-- Activity --
Once you have read the listing, print all of it word for word.

- Opening Delimiter -

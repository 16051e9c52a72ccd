//! HTTP client module
//!
//! This module wraps the reqwest client used for the one submission POST.

use crate::config::Config;
use crate::error::{Result, SubmitError};
use crate::output::write_verbose_request_headers;
use crate::ssl::SslUtils;
use reqwest::header::{AUTHORIZATION, USER_AGENT};
use reqwest::{Client, ClientBuilder};

pub mod auth;
pub mod request;
pub mod response;

use auth::Auth;
use request::Submission;

/// HTTP client wrapper
pub struct HttpClient {
    client: Client,
    user_agent: Option<String>,
    verbose: bool,
}

impl HttpClient {
    /// Create a new HTTP client with the given configuration
    pub fn new(config: &Config) -> Result<Self> {
        let builder = ClientBuilder::new()
            .timeout(config.timeout)
            .connect_timeout(config.connect_timeout);

        let builder = SslUtils::configure(builder, &config.ssl)?;
        let client = builder.build().map_err(SubmitError::Transport)?;

        Ok(Self {
            client,
            user_agent: config.user_agent.clone(),
            verbose: config.output.verbose && !config.output.silent,
        })
    }

    /// POST the submission as `multipart/form-data`
    pub async fn execute(&self, submission: Submission) -> Result<reqwest::Response> {
        let (url, form, credentials) = submission.into_form()?;

        let mut request = self.client.post(url).multipart(form);

        if let Some(user_agent) = &self.user_agent {
            request = request.header(USER_AGENT, user_agent);
        }

        if let Some(credentials) = &credentials {
            request = request.header(AUTHORIZATION, Auth::header_value(credentials));
        } else {
            log::warn!("no credentials configured; sending request without authentication");
        }

        let request = request.build().map_err(SubmitError::Transport)?;

        if self.verbose {
            write_verbose_request_headers(&request);
        }

        log::info!("POST {}", request.url());
        self.client.execute(request).await.map_err(transport_error)
    }
}

/// Fragments that mark a TLS-layer failure in rustls, native-tls and
/// OpenSSL error messages
const TLS_MARKERS: [&str; 6] = [
    "tls",
    "ssl",
    "certificate",
    "handshake",
    "corrupt message",
    "wrong version number",
];

/// Timeouts and TLS failures get their own variants; everything else stays
/// a transport error
pub(crate) fn transport_error(err: reqwest::Error) -> SubmitError {
    if err.is_timeout() {
        return SubmitError::Timeout;
    }
    if let Some(detail) = tls_failure(&err) {
        return SubmitError::Ssl(format!("TLS failure: {}", detail));
    }
    SubmitError::Transport(err)
}

/// Message of the first cause in the source chain that reads like a TLS
/// error. The top-level error is skipped since it only names the URL.
fn tls_failure(err: &(dyn std::error::Error + 'static)) -> Option<String> {
    let mut source = err.source();
    while let Some(cause) = source {
        let message = cause.to_string();
        let lower = message.to_ascii_lowercase();
        if TLS_MARKERS.iter().any(|marker| lower.contains(marker)) {
            return Some(message);
        }
        source = cause.source();
    }
    None
}
//! Utility functions and helpers

use crate::error::{Result, SubmitError};
use std::io;
use std::path::{Path, PathBuf};
use std::time::Duration;
use url::Url;


/// URL validation and parsing utilities
pub struct UrlUtils;

impl UrlUtils {
    /// Validate and normalize URL
    pub fn validate_url(input: &str) -> Result<Url> {
        // Add http:// if no scheme is provided
        let url_str = if input.contains("://") {
            input.to_string()
        } else {
            format!("http://{}", input)
        };

        let url = Url::parse(&url_str)
            .map_err(|e| SubmitError::InvalidUrl(format!("Invalid URL '{}': {}", input, e)))?;

        match url.scheme() {
            "http" | "https" => Ok(url),
            other => Err(SubmitError::InvalidUrl(format!(
                "Unsupported scheme '{}' in '{}'",
                other, input
            ))),
        }
    }
}

/// File system utilities
pub struct FileUtils;

impl FileUtils {
    /// Expand tilde (~) in file paths
    pub fn expand_path(path: &str) -> Result<PathBuf> {
        let rest = match path.strip_prefix('~') {
            Some(rest) if rest.is_empty() || rest.starts_with('/') => rest.trim_start_matches('/'),
            _ => return Ok(PathBuf::from(path)),
        };

        match dirs::home_dir() {
            Some(home_dir) if rest.is_empty() => Ok(home_dir),
            Some(home_dir) => Ok(home_dir.join(rest)),
            None => Err(SubmitError::Config(
                "Cannot determine home directory".to_string(),
            )),
        }
    }

    /// `expand_path` for paths that arrive already typed, e.g. from a
    /// config file. Non UTF-8 paths are returned unchanged.
    pub fn expand_path_buf(path: &Path) -> Result<PathBuf> {
        match path.to_str() {
            Some(raw) => Self::expand_path(raw),
            None => Ok(path.to_path_buf()),
        }
    }

    /// Check that the path names an existing regular file
    pub fn check_file_readable(path: &Path) -> Result<()> {
        let metadata = std::fs::metadata(path).map_err(|source| SubmitError::FileAccess {
            path: path.to_path_buf(),
            source,
        })?;

        if !metadata.is_file() {
            return Err(SubmitError::FileAccess {
                path: path.to_path_buf(),
                source: io::Error::new(io::ErrorKind::InvalidInput, "not a regular file"),
            });
        }

        Ok(())
    }
}

/// String utilities
pub struct StringUtils;

impl StringUtils {
    /// Parse timeout values (supports suffixes like 's', 'm', 'h')
    pub fn parse_timeout(input: &str) -> Result<Duration> {
        if let Ok(seconds) = input.parse::<u64>() {
            return Ok(Duration::from_secs(seconds));
        }

        let (number_part, suffix) = if let Some(stripped) = input.strip_suffix('s') {
            (stripped, 1)
        } else if let Some(stripped) = input.strip_suffix('m') {
            (stripped, 60)
        } else if let Some(stripped) = input.strip_suffix('h') {
            (stripped, 3600)
        } else {
            return Err(SubmitError::Config(format!(
                "Invalid timeout format: '{}'. Use number with optional suffix (s/m/h)",
                input
            )));
        };

        let number: u64 = number_part.parse().map_err(|_| {
            SubmitError::Config(format!("Invalid timeout number: '{}'", number_part))
        })?;

        let seconds = number.checked_mul(suffix).ok_or_else(|| {
            SubmitError::Config(format!("Timeout out of range: '{}'", input))
        })?;

        Ok(Duration::from_secs(seconds))
    }
}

- Closing Delimiter -

-- Response --
repository 16051e9c52a72ccd
//! HTTP client module
//!
//! This module wraps the reqwest client used for the one submission POST.

use crate::config::Config;
use crate::error::{Result, SubmitError};
use crate::output::write_verbose_request_headers;
use crate::ssl::SslUtils;
use reqwest::header::{AUTHORIZATION, USER_AGENT};
use reqwest::{Client, ClientBuilder};

pub mod auth;
pub mod request;
pub mod response;

use auth::Auth;
use request::Submission;

/// HTTP client wrapper
pub struct HttpClient {
    client: Client,
    user_agent: Option<String>,
    verbose: bool,
}

impl HttpClient {
    /// Create a new HTTP client with the given configuration
    pub fn new(config: &Config) -> Result<Self> {
        let builder = ClientBuilder::new()
            .timeout(config.timeout)
            .connect_timeout(config.connect_timeout);

        let builder = SslUtils::configure(builder, &config.ssl)?;
        let client = builder.build().map_err(SubmitError::Transport)?;

        Ok(Self {
            client,
            user_agent: config.user_agent.clone(),
            verbose: config.output.verbose && !config.output.silent,
        })
    }

    /// POST the submission as `multipart/form-data`
    pub async fn execute(&self, submission: Submission) -> Result<reqwest::Response> {
        let (url, form, credentials) = submission.into_form()?;

        let mut request = self.client.post(url).multipart(form);

        if let Some(user_agent) = &self.user_agent {
            request = request.header(USER_AGENT, user_agent);
        }

        if let Some(credentials) = &credentials {
            request = request.header(AUTHORIZATION, Auth::header_value(credentials));
        } else {
            log::warn!("no credentials configured; sending request without authentication");
        }

        let request = request.build().map_err(SubmitError::Transport)?;

        if self.verbose {
            write_verbose_request_headers(&request);
        }

        log::info!("POST {}", request.url());
        self.client.execute(request).await.map_err(transport_error)
    }
}

/// Fragments that mark a TLS-layer failure in rustls, native-tls and
/// OpenSSL error messages
const TLS_MARKERS: [&str; 6] = [
    "tls",
    "ssl",
    "certificate",
    "handshake",
    "corrupt message",
    "wrong version number",
];

/// Timeouts and TLS failures get their own variants; everything else stays
/// a transport error
pub(crate) fn transport_error(err: reqwest::Error) -> SubmitError {
    if err.is_timeout() {
        return SubmitError::Timeout;
    }
    if let Some(detail) = tls_failure(&err) {
        return SubmitError::Ssl(format!("TLS failure: {}", detail));
    }
    SubmitError::Transport(err)
}

/// Message of the first cause in the source chain that reads like a TLS
/// error. The top-level error is skipped since it only names the URL.
fn tls_failure(err: &(dyn std::error::Error + 'static)) -> Option<String> {
    let mut source = err.source();
    while let Some(cause) = source {
        let message = cause.to_string();
        let lower = message.to_ascii_lowercase();
        if TLS_MARKERS.iter().any(|marker| lower.contains(marker)) {
            return Some(message);
        }
        source = cause.source();
    }
    None
}
//! Utility functions and helpers

use crate::error::{Result, SubmitError};
use std::io;
use std::path::{Path, PathBuf};
use std::time::Duration;
use url::Url;


/// URL validation and parsing utilities
pub struct UrlUtils;

impl UrlUtils {
    /// Validate and normalize URL
    pub fn validate_url(input: &str) -> Result<Url> {
        // Add http:// if no scheme is provided
        let url_str = if input.contains("://") {
            input.to_string()
        } else {
            format!("http://{}", input)
        };

        let url = Url::parse(&url_str)
            .map_err(|e| SubmitError::InvalidUrl(format!("Invalid URL '{}': {}", input, e)))?;

        match url.scheme() {
            "http" | "https" => Ok(url),
            other => Err(SubmitError::InvalidUrl(format!(
                "Unsupported scheme '{}' in '{}'",
                other, input
            ))),
        }
    }
}

/// File system utilities
pub struct FileUtils;

impl FileUtils {
    /// Expand tilde (~) in file paths
    pub fn expand_path(path: &str) -> Result<PathBuf> {
        let rest = match path.strip_prefix('~') {
            Some(rest) if rest.is_empty() || rest.starts_with('/') => rest.trim_start_matches('/'),
            _ => return Ok(PathBuf::from(path)),
        };

        match dirs::home_dir() {
            Some(home_dir) if rest.is_empty() => Ok(home_dir),
            Some(home_dir) => Ok(home_dir.join(rest)),
            None => Err(SubmitError::Config(
                "Cannot determine home directory".to_string(),
            )),
        }
    }

    /// `expand_path` for paths that arrive already typed, e.g. from a
    /// config file. Non UTF-8 paths are returned unchanged.
    pub fn expand_path_buf(path: &Path) -> Result<PathBuf> {
        match path.to_str() {
            Some(raw) => Self::expand_path(raw),
            None => Ok(path.to_path_buf()),
        }
    }

    /// Check that the path names an existing regular file
    pub fn check_file_readable(path: &Path) -> Result<()> {
        let metadata = std::fs::metadata(path).map_err(|source| SubmitError::FileAccess {
            path: path.to_path_buf(),
            source,
        })?;

        if !metadata.is_file() {
            return Err(SubmitError::FileAccess {
                path: path.to_path_buf(),
                source: io::Error::new(io::ErrorKind::InvalidInput, "not a regular file"),
            });
        }

        Ok(())
    }
}

/// String utilities
pub struct StringUtils;

impl StringUtils {
    /// Parse timeout values (supports suffixes like 's', 'm', 'h')
    pub fn parse_timeout(input: &str) -> Result<Duration> {
        if let Ok(seconds) = input.parse::<u64>() {
            return Ok(Duration::from_secs(seconds));
        }

        let (number_part, suffix) = if let Some(stripped) = input.strip_suffix('s') {
            (stripped, 1)
        } else if let Some(stripped) = input.strip_suffix('m') {
            (stripped, 60)
        } else if let Some(stripped) = input.strip_suffix('h') {
            (stripped, 3600)
        } else {
            return Err(SubmitError::Config(format!(
                "Invalid timeout format: '{}'. Use number with optional suffix (s/m/h)",
                input
            )));
        };

        let number: u64 = number_part.parse().map_err(|_| {
            SubmitError::Config(format!("Invalid timeout number: '{}'", number_part))
        })?;

        let seconds = number.checked_mul(suffix).ok_or_else(|| {
            SubmitError::Config(format!("Timeout out of range: '{}'", input))
        })?;

        Ok(Duration::from_secs(seconds))
    }
}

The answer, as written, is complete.